■ Stored records
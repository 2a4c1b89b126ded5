//! # Service HTTP Client
//!
//! Resolves request URLs against a base address fixed at construction and
//! dispatches JSON requests with `reqwest`.
//!
//! ## Base URL
//!
//! 1. An absolute `http(s)://` base is used as given.
//! 2. Otherwise the base is `https://localhost/` in the `Local` environment, or
//!    the configured `ServiceAddress` elsewhere.
//! 3. A relative base is then appended to that as a path suffix.
//!
//! ## Per-call paths
//!
//! Absolute paths bypass the base. Relative paths lose one leading `/` and are
//! concatenated onto the base with no separator added, so a base meant to take
//! child paths should end in `/`.

use super::{base_message, HttpOutcome, ServiceResponse};
use crate::config::ServiceConfiguration;
use crate::constants::{LOCAL_BASE_URL, SERVICE_ADDRESS_KEY, SERVICE_URL_KEY};
use crate::error::{Result, ServiceError};
use crate::observability::metrics;
use anyhow::Context;
use regex::Regex;
use reqwest::header::CONTENT_TYPE;
use reqwest::{Client, Method};
use serde::Serialize;
use std::sync::LazyLock;
use tokio_util::sync::CancellationToken;
use tracing::{debug, error, info, info_span, Instrument};

static ABSOLUTE_URL: LazyLock<Regex> = LazyLock::new(|| {
    Regex::new(
        r"^https?://[-a-zA-Z0-9@:%._\+~#=]{1,256}\.[a-zA-Z0-9()]{1,6}\b([-a-zA-Z0-9()@:%_\+.~#?&//=]*)",
    )
    .expect("Failed to compile ABSOLUTE_URL pattern - this should never happen")
});

/// True when `value` is an absolute `http://` or `https://` URL
#[must_use]
pub fn is_absolute_url(value: &str) -> bool {
    ABSOLUTE_URL.is_match(value)
}

/// JSON HTTP client with a fixed base URL
#[derive(Clone)]
pub struct ServiceHttpClient {
    client: Client,
    base_url: String,
}

impl std::fmt::Debug for ServiceHttpClient {
    fn fmt(&self, f: &mut std::fmt::Formatter<'_>) -> std::fmt::Result {
        f.debug_struct("ServiceHttpClient")
            .field("base_url", &self.base_url)
            .finish_non_exhaustive()
    }
}

impl ServiceHttpClient {
    /// Create a client whose base comes from the `ServiceUrl` setting
    ///
    /// # Errors
    /// Returns an error if configuration cannot be read or the HTTP client cannot be built
    pub fn new(configuration: &ServiceConfiguration) -> Result<Self> {
        let service_url = configuration.get_value(SERVICE_URL_KEY)?;
        Self::with_base_url(configuration, service_url.as_deref())
    }

    /// Create a client with an explicit base URL or path suffix
    ///
    /// # Errors
    /// Returns an error if configuration cannot be read or the HTTP client cannot be built
    pub fn with_base_url(
        configuration: &ServiceConfiguration,
        base_url: Option<&str>,
    ) -> Result<Self> {
        let client = Client::builder()
            .build()
            .context("Failed to create HTTP client")?;
        Self::with_client(client, configuration, base_url)
    }

    /// Create a client around an existing `reqwest::Client`
    ///
    /// # Errors
    /// Returns an error if configuration cannot be read
    pub fn with_client(
        client: Client,
        configuration: &ServiceConfiguration,
        base_url: Option<&str>,
    ) -> Result<Self> {
        let base_url = resolve_base_url(configuration, base_url)?;
        debug!(base_url = %base_url, "HTTP client base URL resolved");
        Ok(Self { client, base_url })
    }

    #[must_use]
    pub fn base_url(&self) -> &str {
        &self.base_url
    }

    /// Absolute URL for `path`
    #[must_use]
    pub fn resolve_url(&self, path: &str) -> String {
        if is_absolute_url(path) {
            return path.to_string();
        }
        let path = path.strip_prefix('/').unwrap_or(path);
        format!("{}{path}", self.base_url)
    }

    /// Send a GET request
    ///
    /// # Errors
    /// Returns an error for transport failures, unparseable bodies and cancellation.
    /// A non-success status is returned as [`HttpOutcome::Failed`].
    pub async fn get<TResponse>(
        &self,
        path: &str,
        cancel: &CancellationToken,
    ) -> Result<HttpOutcome<TResponse>>
    where
        TResponse: ServiceResponse,
    {
        self.send(Method::GET, path, None, cancel).await
    }

    /// Send a POST request with a JSON body
    ///
    /// # Errors
    /// Returns an error for serialization or transport failures, unparseable bodies and
    /// cancellation. A non-success status is returned as [`HttpOutcome::Failed`].
    pub async fn post<TRequest, TResponse>(
        &self,
        body: &TRequest,
        path: &str,
        cancel: &CancellationToken,
    ) -> Result<HttpOutcome<TResponse>>
    where
        TRequest: Serialize + ?Sized,
        TResponse: ServiceResponse,
    {
        let payload = serde_json::to_vec(body)
            .inspect_err(|e| error!(path, error = %e, "Failed to serialize request body"))?;
        self.send(Method::POST, path, Some(payload), cancel).await
    }

    async fn send<TResponse>(
        &self,
        method: Method,
        path: &str,
        body: Option<Vec<u8>>,
        cancel: &CancellationToken,
    ) -> Result<HttpOutcome<TResponse>>
    where
        TResponse: ServiceResponse,
    {
        let url = self.resolve_url(path);
        let method_label = method.as_str().to_string();
        let span = info_span!(
            "http.request",
            http.method = method_label.as_str(),
            http.url = url.as_str()
        );

        let result = async {
            tokio::select! {
                biased;
                () = cancel.cancelled() => Err(ServiceError::Cancelled),
                outcome = self.dispatch::<TResponse>(method, &url, body) => outcome,
            }
        }
        .instrument(span)
        .await;

        match &result {
            Ok(outcome) if outcome.is_success() => {
                metrics::record_http_request(&method_label, "completed");
            }
            Ok(_) => metrics::record_http_request(&method_label, "failed"),
            Err(e) => {
                error!(url = %url, error = %e, "HTTP request failed");
                metrics::record_http_request(&method_label, "error");
            }
        }
        result
    }

    async fn dispatch<TResponse>(
        &self,
        method: Method,
        url: &str,
        body: Option<Vec<u8>>,
    ) -> Result<HttpOutcome<TResponse>>
    where
        TResponse: ServiceResponse,
    {
        let mut request = self.client.request(method, url);
        if let Some(body) = body {
            request = request.header(CONTENT_TYPE, "application/json").body(body);
        }

        let response = request.send().await?;
        let status = response.status();
        let reason = status.canonical_reason().unwrap_or_default();
        info!(
            uri = %response.url(),
            status = status.as_u16(),
            reason,
            "Response received"
        );

        if let Err(status_error) = response.error_for_status_ref() {
            let message = base_message(&status_error);
            error!(status = status.as_u16(), error = %message, "Request returned a failure status");
            let mut failed = TResponse::default();
            failed.set_status(500, message);
            return Ok(HttpOutcome::Failed(failed));
        }

        let content = response.text().await?;
        let mut parsed = if content.trim().is_empty() {
            TResponse::default()
        } else {
            serde_json::from_str(&content)?
        };
        parsed.set_status(status.as_u16(), reason);
        Ok(HttpOutcome::Completed(parsed))
    }
}

fn resolve_base_url(configuration: &ServiceConfiguration, base_url: Option<&str>) -> Result<String> {
    let base_url = base_url.map(str::trim).filter(|url| !url.is_empty());

    if let Some(url) = base_url.filter(|url| is_absolute_url(url)) {
        return Ok(url.to_string());
    }

    let origin = if configuration.environment().is_local() {
        LOCAL_BASE_URL.to_string()
    } else {
        configuration
            .get_value(SERVICE_ADDRESS_KEY)?
            .unwrap_or_default()
    };

    Ok(match base_url {
        Some(suffix) => format!(
            "{}/{}",
            origin.trim_end_matches('/'),
            suffix.trim_start_matches('/')
        ),
        None => origin,
    })
}
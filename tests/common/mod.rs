//! Common test utilities
//!
//! Provides shared initialization code and fixtures for the integration tests,
//! including rustls crypto provider setup.
#![allow(dead_code, reason = "each test binary uses a subset of these helpers")]

use std::sync::{Arc, Once};
use vault_services::config::{Environment, MemoryConfigSource, ServiceConfiguration};
use vault_services::constants::CERTIFICATE_THUMBPRINT_KEY;

static RUSTLS_INIT: Once = Once::new();

/// Initialize rustls crypto provider for tests
///
/// Uses a `Once` to ensure it's only called once across all tests.
pub fn init_rustls() {
    RUSTLS_INIT.call_once(|| {
        // Must run before any reqwest client is created; the Pact mock server
        // may already have installed a process-wide provider
        if rustls::crypto::CryptoProvider::get_default().is_none() {
            rustls::crypto::ring::default_provider()
                .install_default()
                .expect("Failed to install rustls crypto provider");
        }
    });
}

/// DER of a freshly generated self-signed certificate for `host`
pub fn self_signed_der(host: &str) -> Vec<u8> {
    rcgen::generate_simple_self_signed(vec![host.to_string()])
        .expect("Failed to generate self-signed certificate")
        .cert
        .der()
        .to_vec()
}

/// Configuration with the thumbprint key set plus `pairs`
pub fn configuration(environment: Environment, pairs: &[(&str, &str)]) -> ServiceConfiguration {
    let source = MemoryConfigSource::from_pairs(
        std::iter::once((CERTIFICATE_THUMBPRINT_KEY, "0123456789ABCDEF"))
            .chain(pairs.iter().copied()),
    );
    ServiceConfiguration::with_environment(Arc::new(source), environment)
        .expect("Failed to build configuration")
}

■ PROBLEM REQUIREMENTS
After going through the entries, say how many lines contain the string "metrics". Nothing else belongs in the reply.

■ ANSWER BOX
4